SCHOOL bag — tick. Uniform — tick. Books covered — tick. My small boy is starting big school and the preparations have been going on since early in the summer.
As we go through the list of things to do and get, it looks like everything is ready... well, almost everything. It turns out that I’m not half as ready as I thought I was going to be and as the big day draws closer, I am becoming increasingly emotional about it.
Finn has already attended creche and pre-school so it isn’t new to either of us for him to spend time away from home in a learning environment with other children. Big school is a significantly bigger milestone though, and he is excited and eager and ready for it.
It’s a natural progression and in some ways we have been building towards it for a few years now. So why am I feeling so sad about it? I think it’s because this isn’t just an exciting new beginning for him, it is also, in some ways, the end of what has been the happiest few years of my own life.
I have been lucky enough to have been able to spend most of my time at home with Finn since he was born, and while he has enjoyed the benefits of creche and pre-school, we did it on our own terms. We chose our own days and hours and always made sure to keep plenty of time for ourselves. Time goes by so quickly and I have always been mindful of spending as much time as possible just enjoying our time together and creating happy memories.
Childhood seems to be getting shorter and shorter these days and a child’s first few years are such a special time for any parent when you know you are the centre of their universe.
The time between him being fitted for his first pair of walking shoes to him now picking out his own school shoes seems to have gone in a beautiful, busy, bustling blur and I’ve loved every minute of it! I just wish time would slow down a little bit now though, to let me catch my breath. So while Finn is literally jumping with excitement at the start of the road to formal education, I have to be honest and admit that I’m really going to miss our leisurely days full of chatter, adventure and fun. With his stories, jokes and infectious enthusiasm for exploring the world around him, I know I will miss the company of my little best friend.
His love of learning will be satisfied somewhere else now. Finn will be attending Glasheen Boys school, under the dedicated eye of Principal Michael Daly.

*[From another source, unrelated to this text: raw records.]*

//! Provider configuration for ai-prompt nodes

use serde::{Deserialize, Serialize};

/// An OpenAI-compatible chat completion endpoint
#[derive(Debug, Clone, Deserialize, Serialize, PartialEq)]
#[serde(deny_unknown_fields)]
pub struct ProviderConfig {
    /// Base URL, e.g. `https://api.openai.com/v1`
    pub base_url: String,

    /// API key; `$VAR` / `${VAR}` references are expanded from the environment
    pub api_key: Option<String>,

    /// Default model when a node does not set one
    pub model: Option<String>,

    /// HTTP client timeout in seconds
    #[serde(default = "default_timeout")]
    pub timeout: u64,
}

fn default_timeout() -> u64 {
    120
}

impl Default for ProviderConfig {
    fn default() -> Self {
        Self {
            base_url: String::new(),
            api_key: None,
            model: None,
            timeout: default_timeout(),
        }
    }
}

impl ProviderConfig {
    /// API key with environment references expanded
    ///
    /// An unset variable yields `None` rather than a literal `$VAR` header.
    pub fn resolved_api_key(&self) -> Option<String> {
        let raw = self.api_key.as_deref()?;
        match shellexpand::env(raw) {
            Ok(expanded) if !expanded.is_empty() => Some(expanded.into_owned()),
            Ok(_) => None,
            Err(e) => {
                tracing::warn!(error = %e, "Could not expand provider api_key");
                None
            }
        }
    }
}

#[cfg(test)]
mod tests {
    use super::*;

    #[test]
    fn test_provider_from_toml() {
        let provider: ProviderConfig = toml::from_str(
            r#"
            base_url = "http://localhost:11434/v1"
            model = "llama3"
        "#,
        )
        .unwrap();
        assert_eq!(provider.model.as_deref(), Some("llama3"));
        assert_eq!(provider.timeout, 120);
        assert!(provider.resolved_api_key().is_none());
    }

    #[test]
    fn test_literal_api_key() {
        let provider = ProviderConfig {
            base_url: "https://example.invalid/v1".into(),
            api_key: Some("sk-literal".into()),
            ..Default::default()
        };
        assert_eq!(provider.resolved_api_key().as_deref(), Some("sk-literal"));
    }

    #[test]
    fn test_unset_env_api_key() {
        let provider = ProviderConfig {
            base_url: "https://example.invalid/v1".into(),
            api_key: Some("$AGENT_FLOW_SURELY_UNSET_KEY_VAR".into()),
            ..Default::default()
        };
        assert!(provider.resolved_api_key().is_none());
    }
}
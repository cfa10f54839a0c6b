//! ai-prompt handler for OpenAI-compatible chat completion APIs

use super::registry::{Invocation, StepHandler};
use crate::config::ProviderConfig;
use crate::error::StepError;
use async_trait::async_trait;
use serde::{Deserialize, Serialize};
use serde_json::{Value, json};
use std::collections::HashMap;
use std::time::{Duration, Instant};

/// One configured provider endpoint
#[derive(Debug, Clone)]
struct Provider {
    base_url: String,
    api_key: Option<String>,
    model: Option<String>,
    timeout: Duration,
}

/// Sends `prompt` params to a chat completion endpoint
///
/// The node's `action` names the provider; with a single provider configured
/// it may be omitted. Params: `prompt` (required), `system`, `model`,
/// `temperature`, `maxTokens`.
#[derive(Debug, Clone)]
pub struct HttpPromptHandler {
    providers: HashMap<String, Provider>,
    client: reqwest::Client,
}

/// OpenAI-compatible chat completion request
#[derive(Debug, Serialize)]
struct ChatCompletionRequest {
    model: String,
    messages: Vec<Message>,
    #[serde(skip_serializing_if = "Option::is_none")]
    max_tokens: Option<u64>,
    #[serde(skip_serializing_if = "Option::is_none")]
    temperature: Option<f64>,
}

#[derive(Debug, Serialize)]
struct Message {
    role: &'static str,
    content: String,
}

/// OpenAI-compatible chat completion response
#[derive(Debug, Deserialize)]
struct ChatCompletionResponse {
    choices: Vec<Choice>,
    usage: Option<Value>,
    model: Option<String>,
}

#[derive(Debug, Deserialize)]
struct Choice {
    message: ResponseMessage,
    finish_reason: Option<String>,
}

#[derive(Debug, Deserialize)]
struct ResponseMessage {
    content: Option<String>,
}

impl HttpPromptHandler {
    /// Build a handler for every configured provider
    pub fn from_providers(providers: &HashMap<String, ProviderConfig>) -> Result<Self, reqwest::Error> {
        let client = reqwest::Client::builder().build()?;
        let providers = providers
            .iter()
            .map(|(name, config)| {
                (
                    name.clone(),
                    Provider {
                        base_url: config.base_url.clone(),
                        api_key: config.resolved_api_key(),
                        model: config.model.clone(),
                        timeout: Duration::from_secs(config.timeout),
                    },
                )
            })
            .collect();
        Ok(Self { providers, client })
    }

    /// Use a preconfigured HTTP client
    pub fn with_client(mut self, client: reqwest::Client) -> Self {
        self.client = client;
        self
    }

    fn provider(&self, action: Option<&str>) -> Result<(&str, &Provider), StepError> {
        match action {
            Some(name) => self
                .providers
                .get_key_value(name)
                .map(|(k, v)| (k.as_str(), v))
                .ok_or_else(|| StepError::validation(format!("unknown provider '{}'", name))),
            None if self.providers.len() == 1 => self
                .providers
                .iter()
                .next()
                .map(|(k, v)| (k.as_str(), v))
                .ok_or_else(|| StepError::validation("no providers configured")),
            None => Err(StepError::validation(
                "ai-prompt node must name a provider in 'action'",
            )),
        }
    }

    fn build_request(provider: &Provider, params: &Value) -> Result<ChatCompletionRequest, StepError> {
        let prompt = params
            .get("prompt")
            .and_then(Value::as_str)
            .ok_or_else(|| StepError::validation("ai-prompt requires a string 'prompt' param"))?;

        let model = params
            .get("model")
            .and_then(Value::as_str)
            .map(String::from)
            .or_else(|| provider.model.clone())
            .ok_or_else(|| StepError::validation("no model set on the node or its provider"))?;

        let mut messages = Vec::new();
        if let Some(system) = params.get("system").and_then(Value::as_str) {
            messages.push(Message {
                role: "system",
                content: system.to_string(),
            });
        }
        messages.push(Message {
            role: "user",
            content: prompt.to_string(),
        });

        Ok(ChatCompletionRequest {
            model,
            messages,
            max_tokens: params.get("maxTokens").and_then(Value::as_u64),
            temperature: params.get("temperature").and_then(Value::as_f64),
        })
    }

    /// Map HTTP status to a step error
    fn map_http_error(status: reqwest::StatusCode, body: &str, elapsed: Duration) -> StepError {
        match status.as_u16() {
            401 | 403 => StepError::authorization(format!("HTTP {}: {}", status, body)),
            408 | 504 => StepError::timeout(elapsed),
            429 | 500..=599 => StepError::execution(format!("HTTP {}: {}", status, body)),
            400..=499 => StepError::validation(format!("HTTP {}: {}", status, body)),
            _ => StepError::execution(format!("unexpected HTTP {}: {}", status, body)),
        }
    }
}

fn chat_completion_url(base_url: &str) -> String {
    format!("{}/chat/completions", base_url.trim_end_matches('/'))
}

#[async_trait]
impl StepHandler for HttpPromptHandler {
    async fn handle(&self, invocation: &Invocation<'_>) -> Result<Value, StepError> {
        let (name, provider) = self.provider(invocation.action)?;
        let body = Self::build_request(provider, &invocation.params)?;
        let start = Instant::now();

        let mut request = self
            .client
            .post(chat_completion_url(&provider.base_url))
            .timeout(provider.timeout)
            .json(&body);
        if let Some(ref key) = provider.api_key {
            request = request.bearer_auth(key);
        }

        let response = request.send().await.map_err(|e| {
            if e.is_timeout() {
                StepError::timeout(start.elapsed())
            } else {
                StepError::from_error(&e)
            }
        })?;

        let status = response.status();
        if !status.is_success() {
            let body = response.text().await.unwrap_or_default();
            return Err(Self::map_http_error(status, &body, start.elapsed()));
        }

        let completion: ChatCompletionResponse = response
            .json()
            .await
            .map_err(|e| StepError::execution(format!("failed to parse response: {}", e)))?;

        let choice = completion.choices.into_iter().next();
        let finish_reason = choice.as_ref().and_then(|c| c.finish_reason.clone());
        let text = choice.and_then(|c| c.message.content).unwrap_or_default();
        let parsed = serde_json::from_str::<Value>(text.trim()).ok();

        tracing::debug!(
            provider = name,
            model = completion.model.as_deref().unwrap_or(&body.model),
            elapsed_ms = start.elapsed().as_millis() as u64,
            "Prompt completed"
        );

        Ok(json!({
            "text": text,
            "json": parsed,
            "model": completion.model.unwrap_or(body.model),
            "provider": name,
            "finishReason": finish_reason,
            "usage": completion.usage,
            "messages": [{"role": "assistant", "content": text}],
        }))
    }

    fn name(&self) -> &str {
        "http-prompt"
    }
}
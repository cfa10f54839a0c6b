//! SQLite run store

use super::schema::init_schema;
use super::{RunListing, RunStore, StoreError, check_transition, check_writable};
use crate::config::NodeType;
use crate::state::{
    ErrorDetail, ErrorRecord, RunContext, RunState, RunStatus, StepTraceEntry, compute_metrics,
};
use chrono::{DateTime, Utc};
use rusqlite::{Connection, OptionalExtension, Row, params};
use serde_json::{Map, Value};
use std::path::Path;
use std::sync::{Mutex, MutexGuard};

/// Run store persisted to a SQLite database
pub struct SqliteStore {
    conn: Mutex<Connection>,
}

impl SqliteStore {
    /// Open or create a run database
    pub fn open(path: &Path) -> Result<Self, StoreError> {
        if let Some(parent) = path.parent() {
            if !parent.as_os_str().is_empty() {
                std::fs::create_dir_all(parent).map_err(|e| {
                    StoreError::Corrupt(format!(
                        "cannot create database directory {}: {}",
                        parent.display(),
                        e
                    ))
                })?;
            }
        }
        let conn = Connection::open(path)?;
        init_schema(&conn)?;
        tracing::debug!(path = %path.display(), "opened run database");
        Ok(Self {
            conn: Mutex::new(conn),
        })
    }

    /// A throwaway database, mostly for tests
    pub fn open_in_memory() -> Result<Self, StoreError> {
        let conn = Connection::open_in_memory()?;
        init_schema(&conn)?;
        Ok(Self {
            conn: Mutex::new(conn),
        })
    }

    fn conn(&self) -> Result<MutexGuard<'_, Connection>, StoreError> {
        self.conn.lock().map_err(|_| StoreError::Lock)
    }

    fn current_status(conn: &Connection, run_id: &str) -> Result<RunStatus, StoreError> {
        let status: Option<String> = conn
            .query_row("SELECT status FROM runs WHERE id = ?1", [run_id], |row| {
                row.get(0)
            })
            .optional()?;
        match status {
            Some(s) => parse_status(&s),
            None => Err(StoreError::NotFound {
                run_id: run_id.to_string(),
            }),
        }
    }

    fn ensure_run(conn: &Connection, run_id: &str) -> Result<(), StoreError> {
        Self::current_status(conn, run_id).map(|_| ())
    }
}

impl RunStore for SqliteStore {
    fn create_run(
        &self,
        graph_id: &str,
        trigger_input: &Value,
        context: &RunContext,
    ) -> Result<String, StoreError> {
        let run_id = uuid::Uuid::new_v4().to_string();
        let now = Utc::now().to_rfc3339();
        let conn = self.conn()?;
        conn.execute(
            "INSERT INTO runs (id, graph_id, status, input, workspace_id, user_id, created_at, updated_at)
             VALUES (?1, ?2, 'pending', ?3, ?4, ?5, ?6, ?6)",
            params![
                run_id,
                graph_id,
                serde_json::to_string(trigger_input)?,
                context.workspace_id,
                context.user_id,
                now,
            ],
        )?;
        Ok(run_id)
    }

    fn append_step_record(&self, run_id: &str, entry: &StepTraceEntry) -> Result<(), StoreError> {
        let conn = self.conn()?;
        check_writable(run_id, Self::current_status(&conn, run_id)?)?;

        conn.execute(
            "INSERT INTO step_records (run_id, step_id, attempt, step_name, node_type, parent_step_id,
                iteration, status, start_time, end_time, duration_ms, input, output, error)
             VALUES (?1, ?2, ?3, ?4, ?5, ?6, ?7, ?8, ?9, ?10, ?11, ?12, ?13, ?14)
             ON CONFLICT(run_id, step_id, attempt) DO UPDATE SET
                status = excluded.status,
                end_time = excluded.end_time,
                duration_ms = excluded.duration_ms,
                input = excluded.input,
                output = excluded.output,
                error = excluded.error
             WHERE step_records.status = 'started' AND excluded.status != 'started'",
            params![
                run_id,
                entry.step_id,
                entry.attempt,
                entry.step_name,
                entry.node_type.as_str(),
                entry.parent_step_id,
                entry.iteration,
                entry.status.as_str(),
                entry.start_time.to_rfc3339(),
                entry.end_time.map(|t| t.to_rfc3339()),
                entry.duration_ms.map(|d| d as i64),
                entry.input.as_ref().map(serde_json::to_string).transpose()?,
                entry.output.as_ref().map(serde_json::to_string).transpose()?,
                entry.error,
            ],
        )?;

        conn.execute(
            "UPDATE runs SET updated_at = ?2 WHERE id = ?1",
            params![run_id, Utc::now().to_rfc3339()],
        )?;
        Ok(())
    }

    fn append_error(&self, run_id: &str, record: &ErrorRecord) -> Result<(), StoreError> {
        let conn = self.conn()?;
        check_writable(run_id, Self::current_status(&conn, run_id)?)?;

        conn.execute(
            "INSERT OR IGNORE INTO errors (id, run_id, step_id, attempt, timestamp, message, code,
                stack, context, resolved)
             VALUES (?1, ?2, ?3, ?4, ?5, ?6, ?7, ?8, ?9, ?10)",
            params![
                record.id,
                run_id,
                record.step_id,
                record.attempt,
                record.timestamp.to_rfc3339(),
                record.error.message,
                record.error.code,
                record.error.stack,
                serde_json::to_string(&record.context)?,
                record.resolved,
            ],
        )?;
        Ok(())
    }

    fn update_run_status(&self, run_id: &str, status: RunStatus) -> Result<(), StoreError> {
        let conn = self.conn()?;
        let current = Self::current_status(&conn, run_id)?;
        check_transition(run_id, current, status)?;

        conn.execute(
            "UPDATE runs SET status = ?2, updated_at = ?3 WHERE id = ?1",
            params![run_id, status.as_str(), Utc::now().to_rfc3339()],
        )?;
        Ok(())
    }

    fn save_state(
        &self,
        run_id: &str,
        agent_state: &Map<String, Value>,
        messages: &[Value],
    ) -> Result<(), StoreError> {
        let conn = self.conn()?;
        let changed = conn.execute(
            "UPDATE runs SET agent_state = ?2, messages = ?3, updated_at = ?4 WHERE id = ?1",
            params![
                run_id,
                serde_json::to_string(agent_state)?,
                serde_json::to_string(messages)?,
                Utc::now().to_rfc3339(),
            ],
        )?;
        if changed == 0 {
            return Err(StoreError::NotFound {
                run_id: run_id.to_string(),
            });
        }
        Ok(())
    }

    fn resolve_error(&self, run_id: &str, error_id: &str) -> Result<(), StoreError> {
        let conn = self.conn()?;
        Self::ensure_run(&conn, run_id)?;

        let changed = conn.execute(
            "UPDATE errors SET resolved = 1 WHERE run_id = ?1 AND id = ?2",
            params![run_id, error_id],
        )?;
        if changed == 0 {
            return Err(StoreError::UnknownError {
                run_id: run_id.to_string(),
                error_id: error_id.to_string(),
            });
        }
        Ok(())
    }

    fn get_run(&self, run_id: &str) -> Result<RunState, StoreError> {
        let conn = self.conn()?;

        let row = conn
            .query_row(
                "SELECT graph_id, status, input, workspace_id, user_id, agent_state, messages, updated_at
                 FROM runs WHERE id = ?1",
                [run_id],
                |row| {
                    Ok(RunRow {
                        graph_id: row.get(0)?,
                        status: row.get(1)?,
                        input: row.get(2)?,
                        workspace_id: row.get(3)?,
                        user_id: row.get(4)?,
                        agent_state: row.get(5)?,
                        messages: row.get(6)?,
                        updated_at: row.get(7)?,
                    })
                },
            )
            .optional()?
            .ok_or_else(|| StoreError::NotFound {
                run_id: run_id.to_string(),
            })?;

        let mut stmt = conn.prepare(
            "SELECT step_id, attempt, step_name, node_type, parent_step_id, iteration, status,
                start_time, end_time, duration_ms, input, output, error
             FROM step_records WHERE run_id = ?1 ORDER BY seq",
        )?;
        let step_rows = stmt
            .query_map([run_id], StepRow::from_row)?
            .collect::<Result<Vec<_>, _>>()?;
        let trace = step_rows
            .into_iter()
            .map(StepRow::into_entry)
            .collect::<Result<Vec<_>, _>>()?;

        let mut stmt = conn.prepare(
            "SELECT id, step_id, attempt, timestamp, message, code, stack, context, resolved
             FROM errors WHERE run_id = ?1 ORDER BY rowid",
        )?;
        let error_rows = stmt
            .query_map([run_id], ErrorRow::from_row)?
            .collect::<Result<Vec<_>, _>>()?;
        let errors = error_rows
            .into_iter()
            .map(ErrorRow::into_record)
            .collect::<Result<Vec<_>, _>>()?;

        let agent_state: Map<String, Value> = serde_json::from_str(&row.agent_state)?;
        let messages: Vec<Value> = serde_json::from_str(&row.messages)?;
        let metrics = compute_metrics(&trace);

        Ok(RunState {
            run_id: run_id.to_string(),
            graph_id: row.graph_id,
            status: parse_status(&row.status)?,
            context: RunContext {
                workspace_id: row.workspace_id,
                user_id: row.user_id,
                updated_at: parse_time(&row.updated_at)?,
            },
            input: serde_json::from_str(&row.input)?,
            messages,
            agent_state,
            metrics,
            errors,
            trace,
        })
    }

    fn list_runs(&self, limit: usize) -> Result<Vec<RunListing>, StoreError> {
        let conn = self.conn()?;
        let mut stmt = conn.prepare(
            "SELECT id, graph_id, status, created_at, updated_at FROM runs
             ORDER BY created_at DESC, rowid DESC LIMIT ?1",
        )?;
        let rows = stmt
            .query_map([limit as i64], |row| {
                Ok((
                    row.get::<_, String>(0)?,
                    row.get::<_, String>(1)?,
                    row.get::<_, String>(2)?,
                    row.get::<_, String>(3)?,
                    row.get::<_, String>(4)?,
                ))
            })?
            .collect::<Result<Vec<_>, _>>()?;

        rows.into_iter()
            .map(|(run_id, graph_id, status, created_at, updated_at)| {
                Ok(RunListing {
                    run_id,
                    graph_id,
                    status: parse_status(&status)?,
                    created_at: parse_time(&created_at)?,
                    updated_at: parse_time(&updated_at)?,
                })
            })
            .collect()
    }
}

struct RunRow {
    graph_id: String,
    status: String,
    input: String,
    workspace_id: Option<String>,
    user_id: Option<String>,
    agent_state: String,
    messages: String,
    updated_at: String,
}

struct StepRow {
    step_id: String,
    attempt: u32,
    step_name: String,
    node_type: String,
    parent_step_id: Option<String>,
    iteration: Option<u32>,
    status: String,
    start_time: String,
    end_time: Option<String>,
    duration_ms: Option<i64>,
    input: Option<String>,
    output: Option<String>,
    error: Option<String>,
}

impl StepRow {
    fn from_row(row: &Row<'_>) -> rusqlite::Result<Self> {
        Ok(Self {
            step_id: row.get(0)?,
            attempt: row.get(1)?,
            step_name: row.get(2)?,
            node_type: row.get(3)?,
            parent_step_id: row.get(4)?,
            iteration: row.get(5)?,
            status: row.get(6)?,
            start_time: row.get(7)?,
            end_time: row.get(8)?,
            duration_ms: row.get(9)?,
            input: row.get(10)?,
            output: row.get(11)?,
            error: row.get(12)?,
        })
    }

    fn into_entry(self) -> Result<StepTraceEntry, StoreError> {
        let node_type: NodeType = serde_json::from_value(Value::String(self.node_type))?;
        Ok(StepTraceEntry {
            step_id: self.step_id,
            step_name: self.step_name,
            node_type,
            attempt: self.attempt,
            parent_step_id: self.parent_step_id,
            iteration: self.iteration,
            start_time: parse_time(&self.start_time)?,
            end_time: self.end_time.as_deref().map(parse_time).transpose()?,
            status: self.status.parse().map_err(StoreError::Corrupt)?,
            duration_ms: self.duration_ms.map(|d| d.max(0) as u64),
            input: self.input.as_deref().map(serde_json::from_str).transpose()?,
            output: self.output.as_deref().map(serde_json::from_str).transpose()?,
            error: self.error,
        })
    }
}

struct ErrorRow {
    id: String,
    step_id: String,
    attempt: u32,
    timestamp: String,
    message: String,
    code: String,
    stack: Option<String>,
    context: String,
    resolved: bool,
}

impl ErrorRow {
    fn from_row(row: &Row<'_>) -> rusqlite::Result<Self> {
        Ok(Self {
            id: row.get(0)?,
            step_id: row.get(1)?,
            attempt: row.get(2)?,
            timestamp: row.get(3)?,
            message: row.get(4)?,
            code: row.get(5)?,
            stack: row.get(6)?,
            context: row.get(7)?,
            resolved: row.get(8)?,
        })
    }

    fn into_record(self) -> Result<ErrorRecord, StoreError> {
        Ok(ErrorRecord {
            id: self.id,
            step_id: self.step_id,
            attempt: self.attempt,
            timestamp: parse_time(&self.timestamp)?,
            error: ErrorDetail {
                message: self.message,
                code: self.code,
                stack: self.stack,
            },
            context: serde_json::from_str(&self.context)?,
            resolved: self.resolved,
        })
    }
}

fn parse_status(s: &str) -> Result<RunStatus, StoreError> {
    s.parse().map_err(StoreError::Corrupt)
}

fn parse_time(s: &str) -> Result<DateTime<Utc>, StoreError> {
    DateTime::parse_from_rfc3339(s)
        .map(|t| t.with_timezone(&Utc))
        .map_err(|e| StoreError::Corrupt(format!("bad timestamp '{}': {}", s, e)))
}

He and his team are known for their holistic approach to education and the nurturing of each child as an individual. With mottos such as, ‘A good school is a safe school’ and ‘Bullies are not cool, we don’t want them in our school’, we know that Finn will be in the safest of hands.
Having talked to friends who already have children in school, most agree that this is an emotional time. It is a bitter-sweet event. As parents, we are proud to watch our children becoming more independent and confident in their own right. With that, however, comes a sense of having to let go and hand them over into a system that will be a huge influencing factor in their lives for the next 14 years and beyond.
It does take a village to raise a child and up until now Finn has spent his time firmly surrounded by his own little fan club. He is the light of mine and his dad’s life and of both our families. He loves hanging out with his uncles and being doted on by his lovely aunties.
His world is now going to be expanding and we will support and encourage him along the way as he branches out into new experiences and interests.
So as he takes his first steps, in those new school shoes, into Junior Infants, I will smile and wave him off with an air of excitement and encouragement. Inside I will be struggling to keep it together until I get outside the school gates to let the inevitable tears flow. The tears will be of sadness as I bid farewell to my baby boy, who will now officially become a big boy, but also tears of happiness and pride as he embarks on the next chapter of his young life.
We will be delighted to be involved in all the new knowledge and experiences Finn will have along the path of his school days. When he grows up, he wants to be a fireman, but wherever life leads him, we will support him. We already couldn’t be prouder of him and our greatest ambition for him is that he will grow up to be happy, loved and kind. What more would anyone really wish for their child?